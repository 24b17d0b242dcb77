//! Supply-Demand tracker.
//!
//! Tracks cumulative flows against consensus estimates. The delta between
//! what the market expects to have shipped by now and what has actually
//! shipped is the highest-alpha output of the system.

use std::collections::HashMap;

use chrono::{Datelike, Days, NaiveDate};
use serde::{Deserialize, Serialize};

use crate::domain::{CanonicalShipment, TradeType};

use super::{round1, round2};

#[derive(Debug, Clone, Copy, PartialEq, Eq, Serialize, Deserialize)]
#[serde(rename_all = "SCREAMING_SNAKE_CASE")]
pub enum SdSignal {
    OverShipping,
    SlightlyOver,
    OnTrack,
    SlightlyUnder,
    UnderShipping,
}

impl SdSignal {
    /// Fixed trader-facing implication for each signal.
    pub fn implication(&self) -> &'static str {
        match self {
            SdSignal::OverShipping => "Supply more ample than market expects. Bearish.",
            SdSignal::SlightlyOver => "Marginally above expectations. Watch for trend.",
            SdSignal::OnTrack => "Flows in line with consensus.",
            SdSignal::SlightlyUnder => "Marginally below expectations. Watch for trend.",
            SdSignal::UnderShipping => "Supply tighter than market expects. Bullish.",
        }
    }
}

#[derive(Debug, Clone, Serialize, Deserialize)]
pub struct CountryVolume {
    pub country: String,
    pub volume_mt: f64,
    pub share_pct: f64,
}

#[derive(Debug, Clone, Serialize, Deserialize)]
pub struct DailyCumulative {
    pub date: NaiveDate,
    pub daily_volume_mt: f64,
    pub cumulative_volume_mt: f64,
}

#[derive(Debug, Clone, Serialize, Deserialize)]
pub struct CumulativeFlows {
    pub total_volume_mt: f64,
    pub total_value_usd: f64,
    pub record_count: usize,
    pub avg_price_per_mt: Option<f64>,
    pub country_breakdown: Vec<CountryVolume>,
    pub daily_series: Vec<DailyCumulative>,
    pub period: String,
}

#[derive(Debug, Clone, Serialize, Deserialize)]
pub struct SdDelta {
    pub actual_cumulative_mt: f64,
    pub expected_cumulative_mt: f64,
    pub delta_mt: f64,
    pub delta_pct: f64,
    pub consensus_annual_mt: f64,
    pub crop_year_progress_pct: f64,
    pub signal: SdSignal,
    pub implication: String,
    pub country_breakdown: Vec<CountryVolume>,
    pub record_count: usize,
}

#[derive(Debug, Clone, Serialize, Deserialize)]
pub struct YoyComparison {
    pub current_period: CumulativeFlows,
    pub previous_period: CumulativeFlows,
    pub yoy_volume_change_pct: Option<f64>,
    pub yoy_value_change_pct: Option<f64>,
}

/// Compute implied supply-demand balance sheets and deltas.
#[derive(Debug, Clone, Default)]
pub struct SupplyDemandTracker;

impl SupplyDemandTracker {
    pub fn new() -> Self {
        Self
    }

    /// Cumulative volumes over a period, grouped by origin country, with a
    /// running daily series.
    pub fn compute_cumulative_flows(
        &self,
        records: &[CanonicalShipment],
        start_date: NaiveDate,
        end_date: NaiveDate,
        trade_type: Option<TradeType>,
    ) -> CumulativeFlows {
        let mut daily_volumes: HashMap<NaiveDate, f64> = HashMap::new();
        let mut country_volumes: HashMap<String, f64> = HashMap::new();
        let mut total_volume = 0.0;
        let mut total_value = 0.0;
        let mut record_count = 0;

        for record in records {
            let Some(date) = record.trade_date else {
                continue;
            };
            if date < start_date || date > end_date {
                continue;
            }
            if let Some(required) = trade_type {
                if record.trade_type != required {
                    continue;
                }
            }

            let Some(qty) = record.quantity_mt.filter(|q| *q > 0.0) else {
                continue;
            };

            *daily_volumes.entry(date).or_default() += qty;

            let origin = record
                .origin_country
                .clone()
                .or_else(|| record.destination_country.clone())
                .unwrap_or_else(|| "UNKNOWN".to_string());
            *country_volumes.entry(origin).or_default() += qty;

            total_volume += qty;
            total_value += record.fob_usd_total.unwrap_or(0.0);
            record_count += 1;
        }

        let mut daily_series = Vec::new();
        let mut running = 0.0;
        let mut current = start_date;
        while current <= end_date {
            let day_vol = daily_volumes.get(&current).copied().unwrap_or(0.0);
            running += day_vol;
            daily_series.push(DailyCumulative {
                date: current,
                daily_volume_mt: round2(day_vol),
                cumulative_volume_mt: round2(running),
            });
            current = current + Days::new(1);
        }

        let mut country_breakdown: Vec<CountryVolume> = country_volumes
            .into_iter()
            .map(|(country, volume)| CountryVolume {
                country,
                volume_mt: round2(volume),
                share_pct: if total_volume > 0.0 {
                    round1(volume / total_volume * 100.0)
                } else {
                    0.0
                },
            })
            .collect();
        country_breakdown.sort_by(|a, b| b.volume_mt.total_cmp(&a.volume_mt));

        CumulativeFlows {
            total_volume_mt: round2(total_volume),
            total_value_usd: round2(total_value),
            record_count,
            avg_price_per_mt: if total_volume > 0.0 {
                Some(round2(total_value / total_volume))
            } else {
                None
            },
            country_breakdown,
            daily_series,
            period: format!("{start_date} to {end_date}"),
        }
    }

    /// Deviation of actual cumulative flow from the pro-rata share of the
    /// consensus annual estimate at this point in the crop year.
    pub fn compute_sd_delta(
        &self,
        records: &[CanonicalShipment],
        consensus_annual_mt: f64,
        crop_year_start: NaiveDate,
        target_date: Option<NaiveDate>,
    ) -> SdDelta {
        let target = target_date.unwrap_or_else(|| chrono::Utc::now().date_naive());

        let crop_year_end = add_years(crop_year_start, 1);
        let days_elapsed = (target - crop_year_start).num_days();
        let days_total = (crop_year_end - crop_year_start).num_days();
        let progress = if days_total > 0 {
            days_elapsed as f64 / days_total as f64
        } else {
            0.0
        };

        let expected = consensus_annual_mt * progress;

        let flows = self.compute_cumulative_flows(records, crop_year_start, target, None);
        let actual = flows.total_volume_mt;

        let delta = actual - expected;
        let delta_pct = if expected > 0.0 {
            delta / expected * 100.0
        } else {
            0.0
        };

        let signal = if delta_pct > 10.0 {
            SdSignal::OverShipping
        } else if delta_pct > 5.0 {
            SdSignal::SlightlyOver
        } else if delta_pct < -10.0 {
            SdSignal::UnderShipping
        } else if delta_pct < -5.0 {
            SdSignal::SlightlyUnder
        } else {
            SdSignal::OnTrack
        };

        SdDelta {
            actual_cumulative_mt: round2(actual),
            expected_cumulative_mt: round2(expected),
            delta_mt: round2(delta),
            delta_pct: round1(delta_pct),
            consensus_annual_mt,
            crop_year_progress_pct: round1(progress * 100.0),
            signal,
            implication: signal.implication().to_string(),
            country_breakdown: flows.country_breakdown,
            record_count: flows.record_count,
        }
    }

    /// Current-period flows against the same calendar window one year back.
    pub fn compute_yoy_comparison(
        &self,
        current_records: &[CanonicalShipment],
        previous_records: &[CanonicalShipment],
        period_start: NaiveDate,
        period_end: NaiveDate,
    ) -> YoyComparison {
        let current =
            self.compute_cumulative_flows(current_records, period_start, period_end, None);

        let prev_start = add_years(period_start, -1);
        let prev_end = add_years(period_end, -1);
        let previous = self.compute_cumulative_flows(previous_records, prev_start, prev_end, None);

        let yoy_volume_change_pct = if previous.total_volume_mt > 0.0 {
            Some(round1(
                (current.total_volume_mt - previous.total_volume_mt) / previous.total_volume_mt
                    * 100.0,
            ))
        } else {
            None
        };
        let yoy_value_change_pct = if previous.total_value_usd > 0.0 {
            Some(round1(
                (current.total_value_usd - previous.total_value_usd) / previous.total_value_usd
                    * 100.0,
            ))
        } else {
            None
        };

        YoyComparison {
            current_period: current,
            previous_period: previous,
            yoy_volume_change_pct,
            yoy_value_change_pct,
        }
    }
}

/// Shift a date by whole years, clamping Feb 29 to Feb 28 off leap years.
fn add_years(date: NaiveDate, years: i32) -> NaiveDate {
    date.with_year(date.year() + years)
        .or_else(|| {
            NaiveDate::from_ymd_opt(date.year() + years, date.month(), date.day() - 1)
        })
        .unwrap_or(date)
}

# # # # # # #

Could you return, word for word, only the lines running from the first line of the material above to the line that contains "use std::collections::HashMap;", inclusive?

repository 24b17d0b242dcb77
//! Supply-Demand tracker.
//!
//! Tracks cumulative flows against consensus estimates. The delta between
//! what the market expects to have shipped by now and what has actually
//! shipped is the highest-alpha output of the system.

use std::collections::HashMap;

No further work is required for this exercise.